At step 980, the processor 110 can determine whether the measurements are greater than or equal to a threshold value. In particular, the calculated difference between the "first distance" and the "second distance" may be compared to a predetermined misalignment threshold to ascertain whether the difference between the first distance and the second distance (i.e., the misalignment of the left and right eyes) is significant enough to determine that the patient is suffering from a condition associated with ocular misalignment (e.g., strabismus, heterophoria, etc.). If the calculated difference is greater than or equal to the predetermined misalignment threshold, the processor 110 may diagnose the patient 200 as having an ocular misalignment condition. The predetermined misalignment threshold may be stored in the memory 120 and retrieved from the memory 120 by the processor 110. The misalignment threshold may be predefined to a default value, such as three prism diopters, for example, and may be tuned according to the preference of the user. At step 985, the processor 110 can determine whether the patient 200 has a condition associated with ocular misalignment, such as strabismus, based on the obtained ocular misalignment measurements. The processor 110 can determine a confidence level (i.e., a likelihood) of the patient 200 having strabismus, according to the measurements performed in steps 965 and 970. The display screen 152 can display these results to the patient 200.

Additionally, the results can optionally be transmitted to an external vision care provider (e.g., using the wireless transmission unit 130).

The procedure 900 illustratively ends at step 990. The techniques by which the steps of procedure 900 may be performed, as well as ancillary procedures and parameters, are described in detail above.

It should be noted that the steps shown in FIG. 9 are merely examples for illustration, and certain other steps may be included or excluded as desired. Further, while a particular order of the steps is shown, this ordering is merely illustrative, and any suitable arrangement of the steps may be utilized without departing from the scope of the embodiments herein. Even further, the illustrated steps may be modified in any suitable manner in accordance with the scope of the present claims.

Example 1 : Evaluation of Mobile Device Application for Measuring Eye Alignment

The mobile device application described herein performs an automated photographic Hirschberg test with goals of obtaining rapid, convenient, and quantifiable measurements of both manifest and latent eye deviations. To use the application, an examiner may ask the patient to fixate on a point (e.g., a rear-facing camera of the mobile device), and either capture a photo or record a video while covering or uncovering the patient's eyes. The mobile device application processes the captured image or video and computes the eye deviation based on de-centration of the corneal reflection. In an effort to evaluate the mobile device application, eye deviations measured by the application were compared to the ground truth and within subjects in two separate trials for 25 normally sighted subjects fixating monocularly on targets covering an angular range of 46Δ (prism diopters (PD) can be shown using the symbol Δ). In another experiment, phoria measurements of 14 normally sighted subjects were compared between the application and the Modified Thorington (MT) method.

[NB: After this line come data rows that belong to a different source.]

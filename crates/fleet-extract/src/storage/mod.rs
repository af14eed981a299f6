//! Filesystem-backed coordination state
//!
//! Per-item locks, the completion ledger, worker shards and the merged store.

mod fsutil;
mod ledger;
mod lock;
mod merge;
mod shard;

pub use fsutil::{atomic_write, atomic_write_json, ensure_parent};
pub use ledger::IdempotencyLedger;
pub use lock::{AcquireResult, LockLease, LockManager, LockToken};
pub use merge::{MergeReport, ShardMerger};
pub use shard::{
    encode_rows, read_rows, Projection, ShardRow, ShardSchema, ShardWriter, METADATA_COLUMNS,
};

The results, as described below, demonstrate that a 95% confidence interval for repeated Hirschberg ratios (HR) obtained by the mobile device application was +1.57Δ. Eye deviations measured by the application were correlated with the ground truth (R ² = 1.003; p < 0.001), with a root mean squared error (RMSE) of 1.7Δ for eye deviations within +10Δ (2.4Δ over entire range). Phoria measurements with the application were strongly correlated with MT (R ² =0.97; p < 0.001), with an error of -0.76+1.6Δ. Accordingly, the mobile device application described herein can accurately and reliably measure a wide range of eye deviations and phoria that correlate closely with the conventional clinical method of MT.

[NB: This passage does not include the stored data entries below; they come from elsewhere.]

//! Retry loop around a remote call

use std::future::Future;
use std::time::{Duration, Instant};

use tracing::{debug, error, warn};

use super::backoff::{classify_remote_error, BackoffPolicy, ErrorClass, RetrySchedule};
use crate::providers::RemoteError;

/// Maps a remote error to its class
pub type Classifier = fn(&RemoteError) -> ErrorClass;

/// Terminal failure after every attempt was used
#[derive(Debug, Clone)]
pub struct RetryFailure {
    pub error_class: ErrorClass,
    pub error: RemoteError,
}

/// Result of [`RetryExecutor::run`] with the attempt history
#[derive(Debug)]
pub struct RetryReport<T> {
    pub result: std::result::Result<T, RetryFailure>,
    /// Attempts actually made, successful one included
    pub attempts: u32,
    /// One entry per failed attempt
    pub schedule: Vec<RetrySchedule>,
    pub elapsed: Duration,
}

impl<T> RetryReport<T> {
    pub fn is_success(&self) -> bool {
        self.result.is_ok()
    }
}

/// Runs a remote call up to `max_attempts` times, sleeping per class between attempts.
///
/// No sleep follows the final attempt. Each attempt is bounded by the caller's
/// timeout; expiry counts as [`ErrorClass::Timeout`].
#[derive(Debug, Clone)]
pub struct RetryExecutor {
    policy: BackoffPolicy,
    classify: Classifier,
}

impl Default for RetryExecutor {
    fn default() -> Self {
        Self::new(BackoffPolicy::default())
    }
}

impl RetryExecutor {
    pub fn new(policy: BackoffPolicy) -> Self {
        Self {
            policy,
            classify: classify_remote_error,
        }
    }

    /// Replace the default classifier
    pub fn with_classifier(mut self, classify: Classifier) -> Self {
        self.classify = classify;
        self
    }

    /// Make at most `limit` attempts, below the policy's own ceiling
    pub fn with_attempt_limit(mut self, limit: u32) -> Self {
        self.policy = self.policy.with_attempt_limit(limit);
        self
    }

    pub fn policy(&self) -> &BackoffPolicy {
        &self.policy
    }

    /// Run `call` until it succeeds or attempts run out.
    ///
    /// `call` receives the zero-based attempt number.
    pub async fn run<T, F, Fut>(
        &self,
        label: &str,
        attempt_timeout: Duration,
        mut call: F,
    ) -> RetryReport<T>
    where
        F: FnMut(u32) -> Fut,
        Fut: Future<Output = std::result::Result<T, RemoteError>>,
    {
        let start = Instant::now();
        let max_attempts = self.policy.max_attempts();
        let mut schedule = Vec::new();
        let mut attempt = 0u32;

        loop {
            debug!("[{}] attempt {}/{}", label, attempt + 1, max_attempts);

            let outcome = match tokio::time::timeout(attempt_timeout, call(attempt)).await {
                Ok(result) => result,
                Err(_) => Err(RemoteError::timed_out(attempt_timeout)),
            };

            let err = match outcome {
                Ok(value) => {
                    return RetryReport {
                        result: Ok(value),
                        attempts: attempt + 1,
                        schedule,
                        elapsed: start.elapsed(),
                    };
                }
                Err(err) => err,
            };

            let class = (self.classify)(&err);
            let step = self.policy.schedule(class, attempt);
            schedule.push(step);

            match step.next_delay {
                Some(delay) => {
                    warn!(
                        "[{}] attempt {}/{} failed ({}): {}; retrying in {:?}",
                        label,
                        attempt + 1,
                        max_attempts,
                        class,
                        err,
                        delay
                    );
                    tokio::time::sleep(delay).await;
                    attempt += 1;
                }
                None => {
                    error!(
                        "[{}] giving up after {} attempts ({}): {}",
                        label,
                        attempt + 1,
                        class,
                        err
                    );
                    return RetryReport {
                        result: Err(RetryFailure {
                            error_class: class,
                            error: err,
                        }),
                        attempts: attempt + 1,
                        schedule,
                        elapsed: start.elapsed(),
                    };
                }
            }
        }
    }
}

A. Mobile Device Application

Using only a mobile device equipped with a camera, the mobile device application described herein can automatically detect ocular misalignment and provide an objective measure of eye deviation either from a single captured image or from a series of images of the patient's eyes. The patient may be asked to look at the mobile device camera, or any other suitable fixation target, depending on the test to be performed. Corneal reflection can be generated using either a built-in flash of the mobile device or external light source, such as lamp or eye chart light box. Processing of acquired images can be performed entirely within the mobile device's operating system, without the need for an internet connection or a remote server. Strabismus measurements are typically performed with the patient fixating with both eyes on a specified target (e.g., a rear-facing camera of the mobile device). Image processing algorithms described herein can detect relevant features within each eye, including the limbus boundary, eye center, and corneal reflection, as shown in FIG. 3. The distance between the center of the eye and the corneal reflection may be computed, where the difference in computed distance between the two eyes may be converted to an objective measure using a HR in the range of previously reported values and an internal calibration factor, as described herein.

Under manual inspection, the Hirschberg test is known to have high variability in the outcome and is meant for obtaining a gross estimate of the deviation. However, a precise measurement can be achieved by employing high-resolution mobile device cameras and specialized image processing algorithms. Since the internal calibration factor, which is the average value of human horizontal visible iris diameter (HVID), is relatively constant throughout human populations, it serves as a relatively robust automatic calibration factor for the mobile device camera. Consequently, the mobile device can be utilized in the manner described herein without having to explicitly measure the HVID for each subject and without major constraints on the positioning of the mobile device camera from the eyes to be imaged. Data presented below demonstrate that use of the population average value of HVID instead of individual values does not substantially affect the accuracy of eye deviation computation. Eye deviation can be measured monocularly with respect to a ground truth, or binocularly (e.g., see FIG. 2) between the two eyes with the subject fixating on a suitable target.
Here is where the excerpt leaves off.